Collected data entries:
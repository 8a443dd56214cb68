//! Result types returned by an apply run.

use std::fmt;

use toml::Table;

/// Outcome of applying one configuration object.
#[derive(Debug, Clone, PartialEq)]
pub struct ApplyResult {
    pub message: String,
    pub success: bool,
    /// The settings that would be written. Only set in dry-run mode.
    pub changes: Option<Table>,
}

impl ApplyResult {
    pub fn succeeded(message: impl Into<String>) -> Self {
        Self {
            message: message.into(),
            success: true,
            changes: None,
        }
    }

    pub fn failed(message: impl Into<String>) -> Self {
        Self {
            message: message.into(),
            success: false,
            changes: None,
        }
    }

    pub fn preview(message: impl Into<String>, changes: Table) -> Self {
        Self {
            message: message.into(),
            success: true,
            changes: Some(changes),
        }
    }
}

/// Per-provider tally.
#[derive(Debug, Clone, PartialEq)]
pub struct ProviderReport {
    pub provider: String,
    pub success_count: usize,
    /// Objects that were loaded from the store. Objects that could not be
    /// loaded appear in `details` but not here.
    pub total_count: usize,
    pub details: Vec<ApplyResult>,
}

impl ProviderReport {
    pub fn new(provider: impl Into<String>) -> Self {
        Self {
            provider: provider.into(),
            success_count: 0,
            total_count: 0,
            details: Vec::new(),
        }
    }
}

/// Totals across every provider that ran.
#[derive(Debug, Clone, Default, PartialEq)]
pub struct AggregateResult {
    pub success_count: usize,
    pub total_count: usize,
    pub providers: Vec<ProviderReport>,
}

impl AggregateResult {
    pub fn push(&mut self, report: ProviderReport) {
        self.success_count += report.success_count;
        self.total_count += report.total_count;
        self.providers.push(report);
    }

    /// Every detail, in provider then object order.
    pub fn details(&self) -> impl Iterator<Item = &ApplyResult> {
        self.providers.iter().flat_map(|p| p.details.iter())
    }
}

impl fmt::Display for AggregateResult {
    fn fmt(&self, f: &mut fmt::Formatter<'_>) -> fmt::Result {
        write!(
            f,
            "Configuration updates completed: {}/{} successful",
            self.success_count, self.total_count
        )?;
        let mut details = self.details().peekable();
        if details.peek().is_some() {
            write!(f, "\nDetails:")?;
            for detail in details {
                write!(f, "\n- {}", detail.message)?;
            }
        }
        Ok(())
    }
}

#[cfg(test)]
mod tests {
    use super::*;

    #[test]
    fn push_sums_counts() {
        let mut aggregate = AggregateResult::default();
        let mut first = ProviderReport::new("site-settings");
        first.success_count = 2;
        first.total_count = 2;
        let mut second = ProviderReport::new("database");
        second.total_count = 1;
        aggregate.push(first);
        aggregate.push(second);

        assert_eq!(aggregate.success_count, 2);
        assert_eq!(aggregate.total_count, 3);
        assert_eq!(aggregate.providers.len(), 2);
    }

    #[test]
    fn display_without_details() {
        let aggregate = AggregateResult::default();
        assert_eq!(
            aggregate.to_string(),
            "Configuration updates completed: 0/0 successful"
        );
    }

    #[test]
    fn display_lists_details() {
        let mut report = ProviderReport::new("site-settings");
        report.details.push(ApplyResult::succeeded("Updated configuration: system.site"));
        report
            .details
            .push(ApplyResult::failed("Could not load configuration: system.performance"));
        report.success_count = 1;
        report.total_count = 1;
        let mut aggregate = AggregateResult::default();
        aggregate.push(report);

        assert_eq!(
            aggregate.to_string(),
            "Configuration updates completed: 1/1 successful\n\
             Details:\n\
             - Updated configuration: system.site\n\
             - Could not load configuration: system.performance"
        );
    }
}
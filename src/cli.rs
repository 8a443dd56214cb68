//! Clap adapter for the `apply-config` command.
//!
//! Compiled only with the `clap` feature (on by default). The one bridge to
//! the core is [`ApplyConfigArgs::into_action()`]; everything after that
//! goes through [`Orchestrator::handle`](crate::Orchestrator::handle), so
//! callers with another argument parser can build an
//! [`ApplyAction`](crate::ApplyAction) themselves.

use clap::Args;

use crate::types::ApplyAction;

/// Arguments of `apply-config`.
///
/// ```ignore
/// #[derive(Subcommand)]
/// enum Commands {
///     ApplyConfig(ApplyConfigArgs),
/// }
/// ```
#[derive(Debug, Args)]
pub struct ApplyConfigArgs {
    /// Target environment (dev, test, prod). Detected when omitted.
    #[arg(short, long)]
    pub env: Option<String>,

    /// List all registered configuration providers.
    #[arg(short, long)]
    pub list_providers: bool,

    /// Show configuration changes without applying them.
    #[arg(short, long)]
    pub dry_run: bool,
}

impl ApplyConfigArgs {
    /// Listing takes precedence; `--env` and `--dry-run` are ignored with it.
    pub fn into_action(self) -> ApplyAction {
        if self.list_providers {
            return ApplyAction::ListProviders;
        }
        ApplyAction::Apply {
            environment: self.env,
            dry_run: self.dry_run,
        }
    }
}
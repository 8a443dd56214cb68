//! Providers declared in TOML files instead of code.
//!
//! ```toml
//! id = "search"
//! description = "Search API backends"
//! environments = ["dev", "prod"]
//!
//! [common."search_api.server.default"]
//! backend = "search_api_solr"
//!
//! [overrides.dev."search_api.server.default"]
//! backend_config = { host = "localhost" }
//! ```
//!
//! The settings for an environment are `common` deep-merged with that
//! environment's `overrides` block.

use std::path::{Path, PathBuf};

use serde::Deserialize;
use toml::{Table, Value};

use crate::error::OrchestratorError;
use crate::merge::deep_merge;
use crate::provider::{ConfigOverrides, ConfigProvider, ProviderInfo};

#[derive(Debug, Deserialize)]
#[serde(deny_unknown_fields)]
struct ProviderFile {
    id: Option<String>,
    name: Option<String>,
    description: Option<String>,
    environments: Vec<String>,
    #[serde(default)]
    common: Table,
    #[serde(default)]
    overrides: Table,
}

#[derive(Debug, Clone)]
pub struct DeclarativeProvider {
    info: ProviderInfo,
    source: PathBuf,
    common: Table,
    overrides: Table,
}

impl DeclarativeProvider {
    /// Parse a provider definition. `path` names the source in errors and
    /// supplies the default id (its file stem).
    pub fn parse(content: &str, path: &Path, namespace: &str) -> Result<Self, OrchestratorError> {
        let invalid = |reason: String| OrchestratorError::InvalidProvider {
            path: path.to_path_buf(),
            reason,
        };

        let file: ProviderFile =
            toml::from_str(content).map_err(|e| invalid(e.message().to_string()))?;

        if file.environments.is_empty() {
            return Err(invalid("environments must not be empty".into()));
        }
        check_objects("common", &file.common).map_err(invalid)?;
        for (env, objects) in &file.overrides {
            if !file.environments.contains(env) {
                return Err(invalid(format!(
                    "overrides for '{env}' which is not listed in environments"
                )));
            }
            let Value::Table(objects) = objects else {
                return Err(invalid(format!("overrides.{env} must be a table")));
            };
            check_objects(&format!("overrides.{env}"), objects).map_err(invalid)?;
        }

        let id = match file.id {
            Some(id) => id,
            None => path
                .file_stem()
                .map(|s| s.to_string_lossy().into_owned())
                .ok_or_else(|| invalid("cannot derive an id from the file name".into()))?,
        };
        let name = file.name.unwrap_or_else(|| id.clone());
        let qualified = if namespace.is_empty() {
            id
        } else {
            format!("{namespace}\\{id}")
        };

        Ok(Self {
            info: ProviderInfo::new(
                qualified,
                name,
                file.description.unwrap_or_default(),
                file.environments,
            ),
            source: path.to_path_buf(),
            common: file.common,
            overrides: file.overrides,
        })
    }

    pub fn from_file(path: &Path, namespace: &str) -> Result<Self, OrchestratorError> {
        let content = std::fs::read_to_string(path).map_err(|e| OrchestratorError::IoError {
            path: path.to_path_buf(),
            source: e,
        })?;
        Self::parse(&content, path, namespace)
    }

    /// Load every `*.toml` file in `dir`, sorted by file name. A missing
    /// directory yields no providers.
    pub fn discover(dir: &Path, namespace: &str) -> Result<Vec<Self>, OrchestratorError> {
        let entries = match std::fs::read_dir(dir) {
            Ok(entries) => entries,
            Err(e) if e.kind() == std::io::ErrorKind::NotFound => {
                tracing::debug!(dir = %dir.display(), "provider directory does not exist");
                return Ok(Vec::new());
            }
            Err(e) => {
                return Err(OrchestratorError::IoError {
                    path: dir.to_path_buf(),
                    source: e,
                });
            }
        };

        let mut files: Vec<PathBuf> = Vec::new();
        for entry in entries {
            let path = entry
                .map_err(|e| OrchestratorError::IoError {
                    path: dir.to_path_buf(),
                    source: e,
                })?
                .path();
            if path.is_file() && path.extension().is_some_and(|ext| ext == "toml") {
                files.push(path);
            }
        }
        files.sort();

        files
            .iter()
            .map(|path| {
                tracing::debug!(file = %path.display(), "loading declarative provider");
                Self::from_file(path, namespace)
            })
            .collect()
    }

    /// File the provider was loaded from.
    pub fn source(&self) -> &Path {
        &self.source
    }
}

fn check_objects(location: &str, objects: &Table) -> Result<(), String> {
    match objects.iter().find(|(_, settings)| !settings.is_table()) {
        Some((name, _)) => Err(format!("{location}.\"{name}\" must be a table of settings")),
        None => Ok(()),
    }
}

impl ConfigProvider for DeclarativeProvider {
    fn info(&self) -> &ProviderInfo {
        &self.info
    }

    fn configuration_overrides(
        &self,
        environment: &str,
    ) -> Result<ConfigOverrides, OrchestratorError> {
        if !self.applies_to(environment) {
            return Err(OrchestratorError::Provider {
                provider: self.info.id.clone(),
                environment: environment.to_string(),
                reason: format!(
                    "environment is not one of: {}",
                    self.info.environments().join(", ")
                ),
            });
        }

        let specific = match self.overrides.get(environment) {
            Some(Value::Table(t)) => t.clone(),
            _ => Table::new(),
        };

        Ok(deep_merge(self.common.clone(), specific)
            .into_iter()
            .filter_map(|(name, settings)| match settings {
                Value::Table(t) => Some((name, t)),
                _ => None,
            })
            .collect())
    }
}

**EXERCISE DETAILS:** When a line of the entries contains the word "changes", it counts toward the total; reply with that total alone.

**ANSWER SECTION:** 6